In collaboration with Mateusz Halawa, a researcher in the Institute of Philosophy of the Polish Academy of Science in Warsaw, I have been developing a research and practice approach that activates food studies research, ethnographic insights, and design methodologies to explore cultural and social issues and contexts, introduce innovation and behavioral changes, and provide support to companies and business.

Our approach is based on:

  • An understanding of culture that bridges food heritage and traditions in the present with the future through trends, expectations, aspirations. Social sciences increasingly look at the future and scenarios of possible futures, how people imagine and experience them. Food heritage and traditions are not found, they are made: they are practices in the present that build on the past within projects that envision and design the future.

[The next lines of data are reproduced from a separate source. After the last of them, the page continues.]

//! The constraint store: create-or-replace builders over an owned set.
//!
//! Replacement semantics: activating a constraint removes any existing one
//! for the same (view, attribute, relation) triple before inserting, so
//! repeated layout calls can never stack conflicting constraints.

use indexmap::IndexMap;
use slidecell_ui_graphics::EdgeInsets;
use smallvec::SmallVec;

use crate::{Anchor, Attribute, Constraint, ConstraintId, Priority, Relation, ViewId};

/// Per-edge handles returned by the pin builders. Edges that were excluded
/// (or already pinned at a higher level) come back as `None`.
#[derive(Clone, Copy, Debug, Default)]
pub struct EdgeConstraintIds {
    pub top: Option<ConstraintId>,
    pub leading: Option<ConstraintId>,
    pub bottom: Option<ConstraintId>,
    pub trailing: Option<ConstraintId>,
}

/// An owned, ordered set of active constraints.
#[derive(Default)]
pub struct ConstraintSet {
    constraints: IndexMap<ConstraintId, Constraint>,
    next_id: u64,
}

impl ConstraintSet {
    pub fn new() -> Self {
        Self::default()
    }

    pub fn len(&self) -> usize {
        self.constraints.len()
    }

    pub fn is_empty(&self) -> bool {
        self.constraints.is_empty()
    }

    /// Activates `constraint`, replacing any existing constraint for the
    /// same (view, attribute, relation).
    pub fn activate(&mut self, constraint: Constraint) -> ConstraintId {
        let stale: SmallVec<[ConstraintId; 2]> = self
            .constraints
            .iter()
            .filter(|(_, existing)| {
                existing.view == constraint.view
                    && existing.attribute == constraint.attribute
                    && existing.relation == constraint.relation
            })
            .map(|(id, _)| *id)
            .collect();
        for id in stale {
            log::debug!(
                "replacing constraint {:?} on view {:?} / {:?}",
                id,
                constraint.view,
                constraint.attribute
            );
            self.constraints.shift_remove(&id);
        }

        self.next_id += 1;
        let id = ConstraintId(self.next_id);
        self.constraints.insert(id, constraint);
        id
    }

    /// Removes a constraint. Returns false if the id is stale.
    pub fn deactivate(&mut self, id: ConstraintId) -> bool {
        self.constraints.shift_remove(&id).is_some()
    }

    pub fn get(&self, id: ConstraintId) -> Option<&Constraint> {
        self.constraints.get(&id)
    }

    /// Reads the constant of an active constraint.
    pub fn constant(&self, id: ConstraintId) -> Option<f32> {
        self.constraints.get(&id).map(|c| c.constant)
    }

    /// Updates the constant of an active constraint in place. Returns
    /// false if the id is stale.
    pub fn set_constant(&mut self, id: ConstraintId, constant: f32) -> bool {
        match self.constraints.get_mut(&id) {
            Some(c) => {
                c.constant = constant;
                true
            }
            None => false,
        }
    }

    /// Replaces a constraint with a copy carrying a new multiplier.
    /// Multipliers are baked into the relation, so this deactivates the
    /// old constraint and returns the replacement's id.
    pub fn set_multiplier(&mut self, id: ConstraintId, multiplier: f32) -> Option<ConstraintId> {
        let mut replacement = self.constraints.get(&id)?.clone();
        replacement.multiplier = multiplier;
        self.constraints.shift_remove(&id);
        Some(self.activate(replacement))
    }

    pub fn iter(&self) -> impl Iterator<Item = (ConstraintId, &Constraint)> {
        self.constraints.iter().map(|(id, c)| (*id, c))
    }

    pub fn constraints_for(&self, view: ViewId) -> impl Iterator<Item = (ConstraintId, &Constraint)> {
        self.constraints
            .iter()
            .filter(move |(_, c)| c.view == view)
            .map(|(id, c)| (*id, c))
    }

    // ------------------------------------------------------------------
    // Dimension builders
    // ------------------------------------------------------------------

    pub fn set_width(&mut self, view: ViewId, value: f32, priority: Priority) -> ConstraintId {
        self.set_dimension(view, Attribute::Width, Relation::Equal, value, priority)
    }

    pub fn set_height(&mut self, view: ViewId, value: f32, priority: Priority) -> ConstraintId {
        self.set_dimension(view, Attribute::Height, Relation::Equal, value, priority)
    }

    pub fn set_min_width(&mut self, view: ViewId, value: f32, priority: Priority) -> ConstraintId {
        self.set_dimension(view, Attribute::Width, Relation::AtLeast, value, priority)
    }

    pub fn set_max_width(&mut self, view: ViewId, value: f32, priority: Priority) -> ConstraintId {
        self.set_dimension(view, Attribute::Width, Relation::AtMost, value, priority)
    }

    pub fn set_min_height(&mut self, view: ViewId, value: f32, priority: Priority) -> ConstraintId {
        self.set_dimension(view, Attribute::Height, Relation::AtLeast, value, priority)
    }

    pub fn set_max_height(&mut self, view: ViewId, value: f32, priority: Priority) -> ConstraintId {
        self.set_dimension(view, Attribute::Height, Relation::AtMost, value, priority)
    }

    fn set_dimension(
        &mut self,
        view: ViewId,
        attribute: Attribute,
        relation: Relation,
        value: f32,
        priority: Priority,
    ) -> ConstraintId {
        self.activate(Constraint::dimension(
            view,
            attribute,
            relation,
            value.max(0.0),
            priority,
        ))
    }

    /// `view.width = target.width * multiplier`. The multiplier is clamped
    /// to [0, 1]; relative dimensions never exceed their target.
    pub fn set_equal_width(
        &mut self,
        view: ViewId,
        target: ViewId,
        multiplier: f32,
        priority: Priority,
    ) -> ConstraintId {
        self.activate(Constraint::relative(
            view,
            Attribute::Width,
            Anchor::new(target, Attribute::Width),
            multiplier.clamp(0.0, 1.0),
            priority,
        ))
    }

    /// `view.height = target.height * multiplier`, multiplier clamped to [0, 1].
    pub fn set_equal_height(
        &mut self,
        view: ViewId,
        target: ViewId,
        multiplier: f32,
        priority: Priority,
    ) -> ConstraintId {
        self.activate(Constraint::relative(
            view,
            Attribute::Height,
            Anchor::new(target, Attribute::Height),
            multiplier.clamp(0.0, 1.0),
            priority,
        ))
    }

    /// `view.height = view.width * ratio`.
    pub fn set_aspect_ratio(&mut self, view: ViewId, ratio: f32) -> ConstraintId {
        self.activate(Constraint::relative(
            view,
            Attribute::Height,
            Anchor::new(view, Attribute::Width),
            ratio,
            Priority::REQUIRED,
        ))
    }

    // ------------------------------------------------------------------
    // Edge builders
    // ------------------------------------------------------------------

    /// `view.attribute = target.<same attribute> + constant`.
    pub fn set_edge(
        &mut self,
        view: ViewId,
        attribute: Attribute,
        target: ViewId,
        constant: f32,
        priority: Priority,
    ) -> ConstraintId {
        self.activate(Constraint::edge(
            view,
            attribute,
            Anchor::new(target, attribute),
            constant,
            priority,
        ))
    }

    /// `view.attribute = anchor + constant` — the general edge-to-edge
    /// relation between two views (e.g. my trailing to your leading).
    pub fn set_edge_to(
        &mut self,
        view: ViewId,
        attribute: Attribute,
        anchor: Anchor,
        constant: f32,
        priority: Priority,
    ) -> ConstraintId {
        self.activate(Constraint::edge(view, attribute, anchor, constant, priority))
    }

    /// Convenience for the horizontal-position handle: pins `view`'s
    /// leading edge to `container`'s leading edge at `offset`. Mutating
    /// this constraint's constant slides the view.
    pub fn set_offset(
        &mut self,
        view: ViewId,
        container: ViewId,
        offset: f32,
        priority: Priority,
    ) -> ConstraintId {
        self.set_edge(view, Attribute::Leading, container, offset, priority)
    }

    // ------------------------------------------------------------------
    // Pin builders
    // ------------------------------------------------------------------

    /// Pins the listed edges of `view` to `container` with a uniform
    /// margin. Trailing/bottom margins are applied inward.
    pub fn pin(
        &mut self,
        view: ViewId,
        container: ViewId,
        edges: &[Attribute],
        margin: f32,
        priority: Priority,
    ) -> SmallVec<[ConstraintId; 4]> {
        let mut created = SmallVec::new();
        for edge in edges {
            let constant = match edge {
                Attribute::Leading | Attribute::Top => margin,
                Attribute::Trailing | Attribute::Bottom => -margin,
                _ => continue,
            };
            created.push(self.set_edge(view, *edge, container, constant, priority));
        }
        created
    }

    /// Pins all four edges of `view` to `container` with per-edge insets,
    /// skipping any edge listed in `excluding`.
    pub fn pin_edges(
        &mut self,
        view: ViewId,
        container: ViewId,
        insets: EdgeInsets,
        priority: Priority,
        excluding: &[Attribute],
    ) -> EdgeConstraintIds {
        let mut created = EdgeConstraintIds::default();

        if !excluding.contains(&Attribute::Top) {
            created.top =
                Some(self.set_edge(view, Attribute::Top, container, insets.top, priority));
        }
        if !excluding.contains(&Attribute::Leading) {
            created.leading =
                Some(self.set_edge(view, Attribute::Leading, container, insets.left, priority));
        }
        if !excluding.contains(&Attribute::Bottom) {
            created.bottom =
                Some(self.set_edge(view, Attribute::Bottom, container, -insets.bottom, priority));
        }
        if !excluding.contains(&Attribute::Trailing) {
            created.trailing =
                Some(self.set_edge(view, Attribute::Trailing, container, -insets.right, priority));
        }

        created
    }

    /// Like [`ConstraintSet::pin`], but resolves against the container's
    /// safe inset region rather than its frame.
    pub fn pin_to_safe_area(
        &mut self,
        view: ViewId,
        container: ViewId,
        edges: &[Attribute],
        margin: f32,
        priority: Priority,
    ) -> SmallVec<[ConstraintId; 4]> {
        let mut created = SmallVec::new();
        for edge in edges {
            let constant = match edge {
                Attribute::Leading | Attribute::Top => margin,
                Attribute::Trailing | Attribute::Bottom => -margin,
                _ => continue,
            };
            created.push(self.activate(
                Constraint::edge(view, *edge, Anchor::new(container, *edge), constant, priority)
                    .in_safe_area(),
            ));
        }
        created
    }

    /// Centers `view` in `container` on the given axes
    /// (`Attribute::CenterX` / `Attribute::CenterY`).
    pub fn center(
        &mut self,
        view: ViewId,
        container: ViewId,
        axes: &[Attribute],
    ) -> SmallVec<[ConstraintId; 4]> {
        let mut created = SmallVec::new();
        for axis in axes {
            if axis.is_center() {
                created.push(self.set_edge(view, *axis, container, 0.0, Priority::REQUIRED));
            }
        }
        created
    }

    /// Creates a fixed-size spacer view: a fresh view constrained to
    /// `size` × `size` at HIGH priority.
    pub fn spacer(&mut self, size: f32) -> ViewId {
        let view = ViewId::next();
        self.set_width(view, size, Priority::HIGH);
        self.set_height(view, size, Priority::HIGH);
        view
    }
}

#[cfg(test)]
#[path = "tests/store_tests.rs"]
mod tests;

  • A focus on the interconnections between human actors, material objects, spaces, and infrastructures: food design as an approach linking environments, affects and sensoria, culinary practices, media, and services systems, including designing the invisible
  • A systemic approach: Whatever object, space, or experience a design project may focus on, we must be able to grasp the complexity of the food system and production networks, beyond the traditional linear supply chain approach. This is the case at all scales, from the local to the regional and the national: how do specific products, traditions, or food-related business relate to their context? What is their impact on it? How do different stakeholders situate themselves in it?

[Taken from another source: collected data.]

//! Fixed-point frame resolution.
//!
//! Not a general constraint solver. Each (view, attribute) holds at most
//! one Equal constraint (the store replaces duplicates), so resolution is
//! a bounded fixed-point walk: apply Equal constraints in priority order,
//! derive the remaining attributes from the ones already known, repeat
//! until nothing changes. Min/max dimension constraints clamp as values
//! land. Views whose horizontal or vertical axis stays under-determined
//! simply produce no frame.

use indexmap::IndexMap;
use slidecell_ui_graphics::{EdgeInsets, Rect};
use std::collections::HashMap;

use crate::{Anchor, Attribute, ConstraintSet, Relation, ViewId};

/// View frames keyed by id, in resolution order.
pub type FrameMap = IndexMap<ViewId, Rect>;

/// The root geometry constraints resolve against.
#[derive(Clone, Copy, Debug)]
pub struct LayoutContext {
    pub container: ViewId,
    pub frame: Rect,
    pub safe_area: EdgeInsets,
}

impl LayoutContext {
    pub fn new(container: ViewId, frame: Rect) -> Self {
        Self {
            container,
            frame,
            safe_area: EdgeInsets::default(),
        }
    }

    pub fn with_safe_area(mut self, safe_area: EdgeInsets) -> Self {
        self.safe_area = safe_area;
        self
    }

    fn attribute_value(&self, attribute: Attribute, safe_area: bool) -> f32 {
        let rect = if safe_area {
            self.frame.inset_by(self.safe_area)
        } else {
            self.frame
        };
        match attribute {
            Attribute::Leading => rect.min_x(),
            Attribute::Trailing => rect.max_x(),
            Attribute::Top => rect.min_y(),
            Attribute::Bottom => rect.max_y(),
            Attribute::Width => rect.width,
            Attribute::Height => rect.height,
            Attribute::CenterX => rect.min_x() + rect.width / 2.0,
            Attribute::CenterY => rect.min_y() + rect.height / 2.0,
        }
    }
}

struct Resolution<'a> {
    set: &'a ConstraintSet,
    ctx: &'a LayoutContext,
    values: HashMap<(ViewId, Attribute), f32>,
}

impl<'a> Resolution<'a> {
    fn get(&self, view: ViewId, attribute: Attribute) -> Option<f32> {
        if view == self.ctx.container {
            return Some(self.ctx.attribute_value(attribute, false));
        }
        self.values.get(&(view, attribute)).copied()
    }

    fn anchor(&self, anchor: Anchor, safe_area: bool) -> Option<f32> {
        if anchor.view == self.ctx.container {
            return Some(self.ctx.attribute_value(anchor.attribute, safe_area));
        }
        self.values.get(&(anchor.view, anchor.attribute)).copied()
    }

    /// Sets a value if the slot is still empty. Dimensions are clamped by
    /// any AtLeast/AtMost constraints before landing.
    fn put(&mut self, view: ViewId, attribute: Attribute, value: f32) -> bool {
        if self.values.contains_key(&(view, attribute)) {
            return false;
        }
        let value = if attribute.is_dimension() {
            self.clamp_dimension(view, attribute, value)
        } else {
            value
        };
        self.values.insert((view, attribute), value);
        true
    }

    fn clamp_dimension(&self, view: ViewId, attribute: Attribute, mut value: f32) -> f32 {
        for (_, c) in self.set.iter() {
            if c.view != view || c.attribute != attribute {
                continue;
            }
            match c.relation {
                Relation::AtLeast => value = value.max(c.constant),
                Relation::AtMost => value = value.min(c.constant),
                Relation::Equal => {}
            }
        }
        value
    }

    /// One pass over the Equal constraints, highest priority first.
    fn apply_constraints(&mut self) -> bool {
        let set = self.set;
        let mut ordered: Vec<_> = set
            .iter()
            .filter(|(_, c)| c.relation == Relation::Equal)
            .collect();
        ordered.sort_by(|(_, a), (_, b)| b.priority.cmp(&a.priority));

        let mut changed = false;
        for (_, c) in ordered {
            if self.values.contains_key(&(c.view, c.attribute)) {
                continue;
            }
            let resolved = match c.target {
                Some(anchor) => self
                    .anchor(anchor, c.safe_area)
                    .map(|v| v * c.multiplier + c.constant),
                None => Some(c.constant),
            };
            if let Some(value) = resolved {
                changed |= self.put(c.view, c.attribute, value);
            }
        }
        changed
    }

    /// Fills attributes derivable from the ones already known.
    fn derive(&mut self, views: &[ViewId]) -> bool {
        let mut changed = false;
        for &view in views {
            changed |= self.derive_axis(
                view,
                Attribute::Leading,
                Attribute::Trailing,
                Attribute::Width,
                Attribute::CenterX,
            );
            changed |= self.derive_axis(
                view,
                Attribute::Top,
                Attribute::Bottom,
                Attribute::Height,
                Attribute::CenterY,
            );
        }
        changed
    }

    fn derive_axis(
        &mut self,
        view: ViewId,
        lo: Attribute,
        hi: Attribute,
        extent: Attribute,
        center: Attribute,
    ) -> bool {
        let mut changed = false;
        let lo_v = self.get(view, lo);
        let hi_v = self.get(view, hi);
        let extent_v = self.get(view, extent);
        let center_v = self.get(view, center);

        match (lo_v, hi_v, extent_v, center_v) {
            (Some(l), Some(h), None, _) => changed |= self.put(view, extent, (h - l).max(0.0)),
            (Some(l), None, Some(e), _) => changed |= self.put(view, hi, l + e),
            (None, Some(h), Some(e), _) => changed |= self.put(view, lo, h - e),
            (None, None, Some(e), Some(c)) => {
                changed |= self.put(view, lo, c - e / 2.0);
                changed |= self.put(view, hi, c + e / 2.0);
            }
            _ => {}
        }

        if self.get(view, center).is_none() {
            if let (Some(l), Some(e)) = (self.get(view, lo), self.get(view, extent)) {
                changed |= self.put(view, center, l + e / 2.0);
            }
        }
        changed
    }
}

/// Resolves the frames of `views` against the context. Views that stay
/// under-determined are absent from the result.
pub fn resolve_frames(set: &ConstraintSet, ctx: &LayoutContext, views: &[ViewId]) -> FrameMap {
    let mut resolution = Resolution {
        set,
        ctx,
        values: HashMap::new(),
    };

    // Each pass resolves at least one new attribute or we are done; the
    // bound only guards against pathological constraint graphs.
    let max_passes = views.len() * 4 + 4;
    for _ in 0..max_passes {
        let applied = resolution.apply_constraints();
        let derived = resolution.derive(views);
        if !applied && !derived {
            break;
        }
    }

    let mut frames = IndexMap::new();
    for &view in views {
        let leading = resolution.get(view, Attribute::Leading);
        let top = resolution.get(view, Attribute::Top);
        let width = resolution.get(view, Attribute::Width);
        let height = resolution.get(view, Attribute::Height);
        match (leading, top, width, height) {
            (Some(x), Some(y), Some(width), Some(height)) => {
                frames.insert(
                    view,
                    Rect {
                        x,
                        y,
                        width,
                        height,
                    },
                );
            }
            _ => {
                log::debug!("view {:?} is under-determined, no frame resolved", view);
            }
        }
    }
    frames
}

#[cfg(test)]
#[path = "tests/resolver_tests.rs"]
mod tests;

  • Ethnography with dual focus—cultural intermediaries, experts, and designers on the one hand, and households on the other. This approach provides us with fine-grained understanding of food as embodied social practice that connects large social structures to small scale decisions and, conversely, reveals how microfoundations of food systems matter globally. Ethnography allows for an in-depth exploration of stakeholders’ conflicting priorities, needs, and values, which shape the negotiations taking place around food and the food system.

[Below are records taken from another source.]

//! Swipeable row menu widgets for Slidecell
//!
//! A content view wrapped so it can be dragged horizontally to reveal one
//! or two action buttons per side. Dragging past the first barrier arms a
//! single button for instant fire on release; a button pair snaps open at
//! the second barrier and waits for an explicit tap.

mod button;
mod lane;
mod swipe;

pub use button::{ButtonSpec, MenuButton, BUTTON_CONTENT_INSET_LEADING};
pub use lane::{ButtonLane, ButtonMode, MenuSide, BUTTON_ALPHA_IN_SINGLE_MODE};
pub use swipe::{SwipeMenu, SwipePhase, SwipeState, LANE_CORNER_OVERLAP};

  • A global outlook, based on our international backgrounds and experiences, which at the same time pays attention to local realities and contexts.
  • A teamwork attitude that has led to collaborations with universities, public institutions, and private businesses.
  • An appreciation for skill sharing and idea elaboration through innovative educational formats in transdisciplinary networks of practitioners and thinkers; such expertise grows out of our research work as scholars and our experiences as professors and academic administrators.